Task item: Report, from the records below, every line where the word "solutions" appears.

Collected data
***

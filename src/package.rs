//! Package layout
//!
//! ```text
//! <task>/
//!   config.yml
//!   in/<task><test>.in   out/<task><test>.out
//!   prog/<task>.cpp      main solution
//!   prog/<task>s1.cpp    slow solution
//!   prog/<task>b1.cpp    bad solution
//!   prog/<task>chk.cpp   optional checker
//!   .cache/
//! ```

use anyhow::{Context, Result};
use std::path::{Path, PathBuf};
use tracing::debug;

use crate::config::{TaskConfig, CONFIG_FILE};
use crate::core::{JudgeError, TestCase};

pub const SOURCE_EXTENSIONS: &[&str] = &["c", "cpp", "cc", "py"];
const HEADER_EXTENSIONS: &[&str] = &["h", "hpp"];
const CACHE_DIR: &str = ".cache";

/// Kind of a solution, by the letter after the task id
#[derive(Debug, Clone, Copy, PartialEq, Eq, PartialOrd, Ord)]
pub enum SolutionKind {
    Main,
    Slow,
    Bad,
}

#[derive(Debug, Clone)]
pub struct Package {
    pub root: PathBuf,
    pub task_id: String,
}

impl Package {
    /// Task id comes from `sinol_task_id`, falling back to the directory name
    pub fn new(root: impl Into<PathBuf>, config: &TaskConfig) -> Result<Self> {
        let root = root.into();
        let task_id = match &config.sinol_task_id {
            Some(id) => id.clone(),
            None => root
                .canonicalize()
                .with_context(|| format!("Failed to resolve package directory {:?}", root))?
                .file_name()
                .map(|n| n.to_string_lossy().to_string())
                .context("Package directory has no name")?,
        };
        debug!("Package {:?} has task id {}", root, task_id);
        Ok(Self { root, task_id })
    }

    pub fn config_path(&self) -> PathBuf {
        self.root.join(CONFIG_FILE)
    }

    pub fn cache_dir(&self) -> PathBuf {
        self.root.join(CACHE_DIR)
    }

    pub fn prog_dir(&self) -> PathBuf {
        self.root.join("prog")
    }

    /// Tests in `in/`, sorted by group then id. `filter` keeps only the named
    /// tests (by path, file name or stem); naming a missing test is an error.
    pub fn tests(&self, filter: Option<&[String]>) -> Result<Vec<TestCase>> {
        let dir = self.root.join("in");
        let mut tests = Vec::new();
        for path in list_files(&dir)? {
            let Some(name) = path.file_name().and_then(|n| n.to_str()) else {
                continue;
            };
            if !name.starts_with(&self.task_id) || !name.ends_with(".in") {
                continue;
            }
            tests.push(TestCase::from_path(&self.task_id, &path)?);
        }

        if let Some(filter) = filter {
            let wanted = filter
                .iter()
                .map(|item| file_stem(item))
                .collect::<Vec<_>>();
            for stem in &wanted {
                if !tests.iter().any(|t| &t.name == stem) {
                    return Err(JudgeError::config(format!("Test {} does not exist", stem)).into());
                }
            }
            tests.retain(|t| wanted.contains(&t.name));
        }

        tests.sort();
        Ok(tests)
    }

    /// Solution sources in `prog/`, main first, then slow, then bad
    pub fn solutions(&self, filter: Option<&[String]>) -> Result<Vec<PathBuf>> {
        let mut solutions: Vec<PathBuf> = list_files(&self.prog_dir())?
            .into_iter()
            .filter(|path| {
                path.file_name()
                    .and_then(|n| n.to_str())
                    .and_then(|n| parse_solution(&self.task_id, n))
                    .is_some()
            })
            .collect();

        if let Some(filter) = filter {
            let wanted: Vec<String> = filter.iter().map(|item| file_name(item)).collect();
            for name in &wanted {
                if !solutions.iter().any(|p| file_name_of(p) == *name) {
                    return Err(JudgeError::config(format!("Solution {} does not exist", name)).into());
                }
            }
            solutions.retain(|p| wanted.contains(&file_name_of(p)));
        }

        solutions.sort_by_key(|path| {
            let name = file_name_of(path);
            let key = parse_solution(&self.task_id, &name);
            (key, name)
        });
        Ok(solutions)
    }

    /// `prog/<task>chk.<ext>` if the package has one
    pub fn checker_source(&self) -> Option<PathBuf> {
        SOURCE_EXTENSIONS
            .iter()
            .map(|ext| self.prog_dir().join(format!("{}chk.{}", self.task_id, ext)))
            .find(|path| path.exists())
    }

    /// Headers in `prog/` that solutions may include
    pub fn library_files(&self) -> Result<Vec<PathBuf>> {
        let mut files: Vec<PathBuf> = list_files(&self.prog_dir())?
            .into_iter()
            .filter(|path| {
                path.extension()
                    .and_then(|e| e.to_str())
                    .map(|e| HEADER_EXTENSIONS.contains(&e))
                    .unwrap_or(false)
            })
            .collect();
        files.sort();
        Ok(files)
    }
}

/// Parse `<id>[bs]?[0-9]*(_suffix)?.(c|cpp|cc|py)` into (kind, number)
pub fn parse_solution(task_id: &str, file_name: &str) -> Option<(SolutionKind, u64)> {
    let (stem, extension) = file_name.rsplit_once('.')?;
    if !SOURCE_EXTENSIONS.contains(&extension) {
        return None;
    }
    let rest = stem.strip_prefix(task_id)?;
    let rest = match rest.split_once('_') {
        Some((_, "")) => return None,
        Some((head, _)) => head,
        None => rest,
    };
    let (kind, digits) = match rest.strip_prefix('s') {
        Some(digits) => (SolutionKind::Slow, digits),
        None => match rest.strip_prefix('b') {
            Some(digits) => (SolutionKind::Bad, digits),
            None => (SolutionKind::Main, rest),
        },
    };
    if !digits.chars().all(|c| c.is_ascii_digit()) {
        return None;
    }
    let number = if digits.is_empty() { 0 } else { digits.parse().ok()? };
    Some((kind, number))
}

fn list_files(dir: &Path) -> Result<Vec<PathBuf>> {
    if !dir.exists() {
        return Ok(Vec::new());
    }
    let mut files = Vec::new();
    for entry in std::fs::read_dir(dir).with_context(|| format!("Failed to list {:?}", dir))? {
        let path = entry?.path();
        if path.is_file() {
            files.push(path);
        }
    }
    Ok(files)
}

fn file_name_of(path: &Path) -> String {
    path.file_name()
        .map(|n| n.to_string_lossy().to_string())
        .unwrap_or_default()
}

fn file_name(item: &str) -> String {
    file_name_of(Path::new(item))
}

fn file_stem(item: &str) -> String {
    let name = file_name(item);
    name.strip_suffix(".in").map(str::to_string).unwrap_or(name)
}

***

Solution for this problem:
    pub fn solutions(&self, filter: Option<&[String]>) -> Result<Vec<PathBuf>> {
        let mut solutions: Vec<PathBuf> = list_files(&self.prog_dir())?
                if !solutions.iter().any(|p| file_name_of(p) == *name) {
            solutions.retain(|p| wanted.contains(&file_name_of(p)));
        solutions.sort_by_key(|path| {
        Ok(solutions)
    /// Headers in `prog/` that solutions may include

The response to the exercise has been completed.